Princess Nokia Shines as Emo Royalty on ‘A Girl Cried Red’

Princess Nokia

Princess Nokia has been labeled as a rapper throughout most of her career, but her latest mixtape proves that her musical reign extends far beyond the confines of hip hop.

 

A Girl Cried Red, which dropped last month, is an eight-track ode to emo music, the genre that Princess Nokia says she identifies with most. Growing up during the emo boom of the early to mid-2000s had a profound influence on her musical taste and personal style. During a recent episode of her Beats 1 Radio Show, “Voices in My Head,” she told listeners, “I’m always going to be an emo girl at heart, more than anything.”

 

A Girl Cried Red serves as the full expression of those emo roots, exploring ideas that are fundamental to the genre, including loneliness, abandonment, suicide, and death. Throughout the project, Princess Nokia keeps her vocals purely emo. She rarely raps and, instead, sings in a high-pitched, nasal tone that’s reminiscent of bands like Blink 182 and Hawthorne Heights. However, she does incorporate her hip hop influence into the mixtape’s production. Most of the songs make heavy use of hip hop-style beats, though there are moments where the music adopts a definitively emo structure.

 

Princess Nokia Fuses Emo Expression with Hip Hop Production

 

“Flowers and Rope,” the first track off A Girl Cried Red, captures the flow between emo and hip hop perfectly. It starts off highlighting a fast-paced guitar, but before long, the beat drops, and Princess Nokia playfully sings, “It won’t even hurt, I’m already dead / Voices in my head, monsters under my bed / I’m alone again, I lost all my friends.” Despite the darkness of the lyrics, the song has a light-hearted, high-energy sound, which is true for most of the tracks on the first half of the mixtape, including “Your Eyes Are Bleeding” and “Look Up Kid.”

 

“For the Night,” the third track, takes the energy down a notch, but stands out as one of the mixtape’s best songs, and easily one of the most interesting songs released this year. It’s a hypnotizing, trance experience that’s defined by a powerful beat interwoven with a marimba-like sound. In the lyrics, Princess Nokia grapples with the isolating effects of fame. At times, she’s confident and energized, repeating, “I could change your whole motherfucking life.” But, at other points, she reveals an underlying dejected loneliness, singing, “Loco from all this pain, fucked up, I misbehave / Some things will never change, blacked out, I’m not okay.”

 


 

“Interlude,” the entirely instrumental fifth track on the record, sets the tone for a much darker, more serious second half.
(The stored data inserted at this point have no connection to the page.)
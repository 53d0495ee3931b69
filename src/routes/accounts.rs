use axum::{
    extract::{Path, State},
    http::StatusCode,
    Json,
};
use serde_json::{json, Value};
use tracing::{error, warn};

use crate::models::cafeteria;
use crate::models::user::{AccountResponse, Preferences, RegisterRequest};
use crate::routes::{api_error, ApiError};
use crate::services::accounts::AccountError;
use crate::services::email::EmailService;
use crate::AppState;

fn account_error(e: AccountError) -> ApiError {
    match e {
        AccountError::InvalidEmail(_) => api_error(StatusCode::BAD_REQUEST, e.to_string()),
        AccountError::NotFound(_) => api_error(StatusCode::NOT_FOUND, "Unknown account"),
        AccountError::Unauthorized => api_error(StatusCode::UNAUTHORIZED, "Invalid link"),
        AccountError::Store(e) => {
            error!("Account store error: {e}");
            api_error(StatusCode::INTERNAL_SERVER_ERROR, "Failed to process request")
        }
    }
}

fn email_service(state: &AppState) -> Result<&EmailService, ApiError> {
    state
        .email
        .as_deref()
        .ok_or_else(|| api_error(StatusCode::SERVICE_UNAVAILABLE, "Email service unavailable"))
}

fn send_failed(e: anyhow::Error) -> ApiError {
    error!("Failed to send account email: {e:#}");
    api_error(StatusCode::INTERNAL_SERVER_ERROR, "Failed to send email")
}

/// POST /register: mails the login link.
pub async fn register(
    State(state): State<AppState>,
    Json(payload): Json<RegisterRequest>,
) -> Result<Json<Value>, ApiError> {
    let email = email_service(&state)?;
    let address = payload.email.trim();
    let key = state.accounts.register(address).map_err(account_error)?;
    email.send_login(address, &key).await.map_err(send_failed)?;
    Ok(Json(json!({ "success": true })))
}

/// GET /login/{email}/{key}: preferences plus the current matches.
pub async fn login(
    State(state): State<AppState>,
    Path((email, key)): Path<(String, String)>,
) -> Result<Json<Value>, ApiError> {
    let preferences = state.accounts.login(&email, &key).map_err(account_error)?;
    let results = match state
        .search
        .search_many(Some(preferences.queries.as_slice()), &preferences.cafeterias)
        .await
    {
        Ok(results) => Some(results),
        Err(e) => {
            warn!("Login for {email}: menu data unavailable: {e}");
            None
        }
    };
    let codes = cafeteria::encode_list(&preferences.cafeterias);
    let account = AccountResponse { email, preferences };
    Ok(Json(json!({
        "account": account,
        "cafeteria_codes": codes,
        "results": results,
    })))
}

/// PUT /edit/{email}/{key}
pub async fn edit(
    State(state): State<AppState>,
    Path((email, key)): Path<(String, String)>,
    Json(payload): Json<Preferences>,
) -> Result<Json<AccountResponse>, ApiError> {
    let preferences = state
        .accounts
        .update_preferences(&email, &key, &payload.queries, &payload.cafeterias)
        .map_err(account_error)?;
    Ok(Json(AccountResponse { email, preferences }))
}

/// POST /del/{email}/{key}: mails the deletion link.
pub async fn request_deletion(
    State(state): State<AppState>,
    Path((email, key)): Path<(String, String)>,
) -> Result<Json<Value>, ApiError> {
    let mailer = email_service(&state)?;
    let del_key = state
        .accounts
        .request_deletion(&email, &key)
        .map_err(account_error)?;
    mailer.send_delete(&email, &del_key).await.map_err(send_failed)?;
    Ok(Json(json!({ "success": true })))
}

/// GET /del/{email}/{del_key}
pub async fn confirm_deletion(
    State(state): State<AppState>,
    Path((email, del_key)): Path<(String, String)>,
) -> Result<Json<Value>, ApiError> {
    state
        .accounts
        .confirm_deletion(&email, &del_key)
        .map_err(account_error)?;
    Ok(Json(json!({ "success": true })))
}
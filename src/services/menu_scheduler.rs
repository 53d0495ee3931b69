use std::sync::Arc;

use tracing::{info, warn};

use crate::services::menu_cache::MenuCache;

/// Spawn a background task that re-scrapes the menu every `refresh_secs`.
/// The first refresh runs immediately.
pub fn start(cache: Arc<MenuCache>, refresh_secs: u64) {
    tokio::spawn(async move {
        loop {
            match cache.update().await {
                Ok(report) if report.failed.is_empty() => {
                    info!("Menu scheduler: {} cafeteria(s) refreshed", report.refreshed.len())
                }
                Ok(report) => warn!(
                    "Menu scheduler: refresh failed for {:?}, previous entries kept",
                    report.failed
                ),
                Err(e) => warn!("Menu scheduler: update error: {}", e),
            }
            tokio::time::sleep(tokio::time::Duration::from_secs(refresh_secs.max(60))).await;
        }
    });
}
use axum::{extract::State, http::StatusCode, Json};
use serde_json::{json, Value};

use crate::AppState;

pub async fn health_check(State(state): State<AppState>) -> (StatusCode, Json<Value>) {
    match state.accounts.users().keys() {
        Ok(users) => (
            StatusCode::OK,
            Json(json!({
                "status": "ok",
                "users": users.len(),
                "email": state.email.is_some(),
            })),
        ),
        Err(e) => (
            StatusCode::SERVICE_UNAVAILABLE,
            Json(json!({ "status": "error", "store": e.to_string() })),
        ),
    }
}
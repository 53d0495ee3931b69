use std::sync::Arc;

use tracing::info;
use tracing_subscriber::{layer::SubscriberExt, util::SubscriberInitExt};

use mensanotify::config::Config;
use mensanotify::services::{
    accounts::AccountService, email::EmailService, menu_cache::MenuCache, menu_scheduler, metrics,
    record_store::RecordStore, scraper::MenuScraper, search::SearchEngine,
};
use mensanotify::AppState;

#[tokio::main]
async fn main() -> anyhow::Result<()> {
    let _ = dotenvy::dotenv();

    tracing_subscriber::registry()
        .with(tracing_subscriber::EnvFilter::from_default_env())
        .with(tracing_subscriber::fmt::layer())
        .init();

    let config = Arc::new(Config::from_env()?);

    let users = RecordStore::open(config.users_dir())?;
    info!("User records under {}", users.root().display());

    let cache = Arc::new(MenuCache::new(
        &config.data_root,
        MenuScraper::new(config.menu_url.clone()),
        config.cafeterias.clone(),
    ));

    let email = EmailService::new(&config).map(Arc::new);
    if email.is_some() {
        info!("SMTP email service configured");
    } else {
        info!("SMTP not configured, login and deletion links cannot be mailed");
    }

    menu_scheduler::start(cache.clone(), config.menu_refresh_secs);
    metrics::start(users.clone());

    let state = AppState {
        config: config.clone(),
        accounts: AccountService::new(users),
        search: SearchEngine::new(cache),
        email,
    };

    let app = mensanotify::router(state);

    let addr = format!("{}:{}", config.host, config.port);
    info!("mensanotify API listening on {}", addr);

    let listener = tokio::net::TcpListener::bind(&addr).await?;
    axum::serve(listener, app).await?;

    Ok(())
}
pub mod accounts;
pub mod health;
pub mod metrics;
pub mod search;

use axum::{http::StatusCode, Json};
use serde_json::{json, Value};

pub type ApiError = (StatusCode, Json<Value>);

pub(crate) fn api_error(status: StatusCode, message: impl Into<String>) -> ApiError {
    (status, Json(json!({ "error": message.into() })))
}
use lazy_static::lazy_static;
use reqwest::Client;
use scraper::{ElementRef, Html, Selector};
use tracing::{debug, warn};

use crate::models::cafeteria::Cafeteria;
use crate::models::menu::{DayEntry, MenuItem};
use crate::services::date::{self, Locale, HEADING_FORMAT};
use crate::services::metrics::{MENU_FETCH_COUNTER, MENU_ROWS_SKIPPED_COUNTER};

/// Marks semester-break notices, which replace the whole menu.
const BREAK_MARKER: &str = "vorlesungsfrei";

/// Fixed boilerplate entries that are not dishes.
const BLACKLIST: &[&str] = &[
    "Im täglichen Wechsel:",
    "Außerdem bieten wir Ihnen ein Salatbuffet in Selbstbedienung",
    "Verschiedene Salat- und Nudelvariationen, in Selbstbedienung!",
];

lazy_static! {
    static ref DAY_HEADING: Selector = Selector::parse("div.speise-tblhead").unwrap();
    static ref STRONG: Selector = Selector::parse("strong").unwrap();
}

#[derive(Debug, thiserror::Error)]
pub enum ScrapeError {
    #[error("failed to fetch menu page for {cafeteria}: {source}")]
    Fetch {
        cafeteria: Cafeteria,
        #[source]
        source: reqwest::Error,
    },
}

/// Result of parsing one weekly page.
#[derive(Debug, Default, PartialEq, Eq)]
pub struct ScrapedWeek {
    pub days: Vec<DayEntry>,
    /// Rows and day headings dropped because they did not have the expected shape.
    pub skipped: usize,
}

fn blacklisted_name(name: &str) -> bool {
    name.is_empty() || name.contains(BREAK_MARKER) || BLACKLIST.contains(&name)
}

fn blacklisted_description(description: &str) -> bool {
    description.contains(BREAK_MARKER) || BLACKLIST.iter().any(|b| description.contains(b))
}

fn first_child_element(element: ElementRef<'_>) -> Option<ElementRef<'_>> {
    element.children().find_map(ElementRef::wrap)
}

fn child_elements(element: ElementRef<'_>) -> impl Iterator<Item = ElementRef<'_>> {
    element.children().filter_map(ElementRef::wrap)
}

/// Rows of a day table, looking through the implicit `tbody` the HTML parser inserts.
fn rows(table: ElementRef<'_>) -> Vec<ElementRef<'_>> {
    let mut rows = Vec::new();
    for child in child_elements(table) {
        match child.value().name() {
            "tbody" | "thead" | "tfoot" => rows.extend(child_elements(child)),
            _ => rows.push(child),
        }
    }
    rows
}

fn collapse(text: &str) -> String {
    text.split_whitespace().collect::<Vec<_>>().join(" ")
}

/// Outcome of a single table row.
enum Row {
    Item(MenuItem),
    Dropped,
    Malformed,
}

fn parse_row(row: ElementRef<'_>) -> Row {
    let cells: Vec<ElementRef<'_>> = child_elements(row)
        .filter_map(first_child_element)
        .take(2)
        .collect();
    let [category, item] = cells.as_slice() else {
        return Row::Malformed;
    };

    let mut emphasized = item.select(&STRONG);
    let (Some(name_el), None) = (emphasized.next(), emphasized.next()) else {
        return Row::Malformed;
    };

    let name = collapse(&name_el.text().collect::<String>());
    if name.is_empty() {
        return Row::Dropped;
    }

    let description = name_el
        .next_sibling()
        .and_then(|node| node.value().as_text().map(|t| collapse(t)))
        .unwrap_or_default();

    if blacklisted_name(&name) || blacklisted_description(&description) {
        return Row::Dropped;
    }

    Row::Item(MenuItem {
        category: collapse(&category.text().collect::<String>()),
        name,
        description,
    })
}

/// Parse a weekly page into `(iso date, items)` pairs in page order.
///
/// Each `div.speise-tblhead` heading is followed by a `category | dish` table;
/// the dish name is the cell's `<strong>`, the description the text after it.
/// Rows of any other shape are skipped and counted.
pub fn parse_week(html: &str) -> ScrapedWeek {
    let document = Html::parse_document(html);

    let mut week = ScrapedWeek::default();
    for head in document.select(&DAY_HEADING) {
        let text = head.text().collect::<String>();
        let date = match date::normalize(&collapse(&text), HEADING_FORMAT, Locale::German) {
            Ok(d) => d,
            Err(e) => {
                debug!("Skipping day heading: {e}");
                week.skipped += 1;
                continue;
            }
        };

        let Some(table) = head.next_siblings().find_map(ElementRef::wrap) else {
            week.skipped += 1;
            continue;
        };

        let mut menu = Vec::new();
        for row in rows(table) {
            match parse_row(row) {
                Row::Item(item) => menu.push(item),
                Row::Dropped => {}
                Row::Malformed => week.skipped += 1,
            }
        }

        if !menu.is_empty() {
            week.days.push((date, menu));
        }
    }
    week
}

/// Fetches weekly menu pages from the Studentenwerk site.
#[derive(Clone)]
pub struct MenuScraper {
    client: Client,
    base_url: String,
}

impl MenuScraper {
    pub fn new(base_url: impl Into<String>) -> Self {
        Self {
            client: Client::new(),
            base_url: base_url.into(),
        }
    }

    /// Fetch and parse the current (or next) week of one cafeteria.
    /// Every call goes to the network.
    pub async fn fetch_week(
        &self,
        cafeteria: Cafeteria,
        next_week: bool,
    ) -> Result<Vec<DayEntry>, ScrapeError> {
        let push = if next_week { "1" } else { "0" };
        let body = self
            .client
            .get(&self.base_url)
            .query(&[
                ("no_cache", "1"),
                ("selectmensa", cafeteria.name()),
                ("day", "7"),
                ("push", push),
            ])
            .send()
            .await
            .and_then(|r| r.error_for_status());

        let body = match body {
            Ok(response) => response.text().await,
            Err(e) => Err(e),
        };

        let body = body.map_err(|source| {
            MENU_FETCH_COUNTER
                .with_label_values(&[cafeteria.name(), "error"])
                .inc();
            ScrapeError::Fetch { cafeteria, source }
        })?;

        let week = parse_week(&body);
        MENU_FETCH_COUNTER
            .with_label_values(&[cafeteria.name(), "ok"])
            .inc();
        if week.skipped > 0 {
            warn!(
                "{}: skipped {} malformed row(s) (next_week={})",
                cafeteria, week.skipped, next_week
            );
            MENU_ROWS_SKIPPED_COUNTER
                .with_label_values(&[cafeteria.name()])
                .inc_by(week.skipped as f64);
        }
        Ok(week.days)
    }

    /// Current week followed by next week.
    pub async fn fetch_weeks(&self, cafeteria: Cafeteria) -> Result<Vec<DayEntry>, ScrapeError> {
        let mut days = self.fetch_week(cafeteria, false).await?;
        days.extend(self.fetch_week(cafeteria, true).await?);
        Ok(days)
    }
}

#[cfg(test)]
pub(crate) mod tests {
    use super::*;

    pub(crate) const NORDMENSA_PAGE: &str = r#"<html><body>
<div class="speise-tblhead">Montag, 14. Oktober 2024</div>
<table class="speise-tbl">
  <tr><td><span>Tagesgericht</span></td><td><p><strong>Spaghetti</strong> mit Tomatensauce</p></td></tr>
  <tr><td><span>Beilage</span></td><td><p><strong>Im täglichen Wechsel:</strong></p></td></tr>
  <tr><td><span>Salat</span></td><td><p><strong>Salat</strong> Außerdem bieten wir Ihnen ein Salatbuffet in Selbstbedienung</p></td></tr>
  <tr><td colspan="2">Allergene siehe Aushang</td></tr>
</table>
<div class="speise-tblhead">Dienstag, 15. Oktober 2024</div>
<table class="speise-tbl">
  <tr><td><span>Hinweis</span></td><td><p><strong>vorlesungsfrei</strong></p></td></tr>
</table>
<div class="speise-tblhead">Mittwoch, 16. Oktober 2024</div>
<table class="speise-tbl">
  <tr><td><span>Vegetarisch</span></td><td><p><strong>Gemüsecurry</strong> mit Reis</p></td></tr>
  <tr><td><span>Dessert</span></td><td><p><strong></strong>leer</p></td></tr>
  <tr><td><span>Aktion</span></td><td><p><strong>Pasta</strong></p></td></tr>
</table>
</body></html>"#;

    #[test]
    fn test_parse_week() {
        let week = parse_week(NORDMENSA_PAGE);
        assert_eq!(
            week.days,
            vec![
                (
                    "2024-10-14".to_string(),
                    vec![MenuItem {
                        category: "Tagesgericht".into(),
                        name: "Spaghetti".into(),
                        description: "mit Tomatensauce".into(),
                    }]
                ),
                (
                    "2024-10-16".to_string(),
                    vec![
                        MenuItem {
                            category: "Vegetarisch".into(),
                            name: "Gemüsecurry".into(),
                            description: "mit Reis".into(),
                        },
                        MenuItem {
                            category: "Aktion".into(),
                            name: "Pasta".into(),
                            description: String::new(),
                        },
                    ]
                ),
            ]
        );
        // only the single-cell notice row is malformed
        assert_eq!(week.skipped, 1);
    }

    #[test]
    fn test_no_empty_days_and_no_blacklisted_items() {
        let week = parse_week(NORDMENSA_PAGE);
        for (_, items) in &week.days {
            assert!(!items.is_empty());
            for item in items {
                assert!(!blacklisted_name(&item.name));
                assert!(!blacklisted_description(&item.description));
            }
        }
    }

    #[test]
    fn test_unparsable_heading_is_skipped() {
        let html = r#"<div class="speise-tblhead">Heute</div>
<table><tr><td><b>Tagesgericht</b></td><td><p><strong>Suppe</strong></p></td></tr></table>"#;
        let week = parse_week(html);
        assert!(week.days.is_empty());
        assert_eq!(week.skipped, 1);
    }

    #[test]
    fn test_row_with_two_strongs_is_skipped() {
        let html = r#"<div class="speise-tblhead">Montag, 14. Oktober 2024</div>
<table>
<tr><td><b>A</b></td><td><p><strong>Eins</strong> und <strong>Zwei</strong></p></td></tr>
<tr><td><b>B</b></td><td><p><strong>Drei</strong> dazu Brot</p></td></tr>
</table>"#;
        let week = parse_week(html);
        assert_eq!(week.skipped, 1);
        assert_eq!(week.days.len(), 1);
        assert_eq!(week.days[0].1[0].name, "Drei");
        assert_eq!(week.days[0].1[0].description, "dazu Brot");
    }

    #[test]
    fn test_blacklist() {
        assert!(blacklisted_name(""));
        assert!(blacklisted_name("heute vorlesungsfrei"));
        assert!(blacklisted_name("Im täglichen Wechsel:"));
        assert!(!blacklisted_name("Im täglichen Wechsel: Suppe"));
        assert!(!blacklisted_description(""));
        assert!(blacklisted_description(
            "Verschiedene Salat- und Nudelvariationen, in Selbstbedienung!"
        ));
    }

    #[test]
    fn test_empty_page() {
        assert_eq!(parse_week("<html></html>"), ScrapedWeek::default());
    }
}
It’s in these last few songs that we see some of the most masterful blending of emo and hip hop. The only exception is the emotrap song, “At the Top.” It’s interesting enough on its own, but feels misplaced and superfluous within the context of the full project, as if it’s included because someone decided that A Girl Cried Red desperately needed a dose of trap.

 

The mixtape ends on a strong note with “Little Angel,” which mourns the death of a loved one. The song brings together the most delicate elements from both emo and hip hop, blending a soft, melodic guitar and a calm, steadying beat. Princess Nokia mourns her loss, singing, “And now you’re gone, and I miss you, friend / We’ll celebrate and I’ll play pretend / Because I know I will see you again.” On an album full of emotional lyrics, these cut the deepest.

 

In an era where most newly released rap music all sounds the same, A Girl Cried Red gets serious props for the risks it takes and the originality it displays. Princess Nokia has created a mixtape that offers the music world a freshness it desperately needs, while showing off her unparalleled versatility as an artist.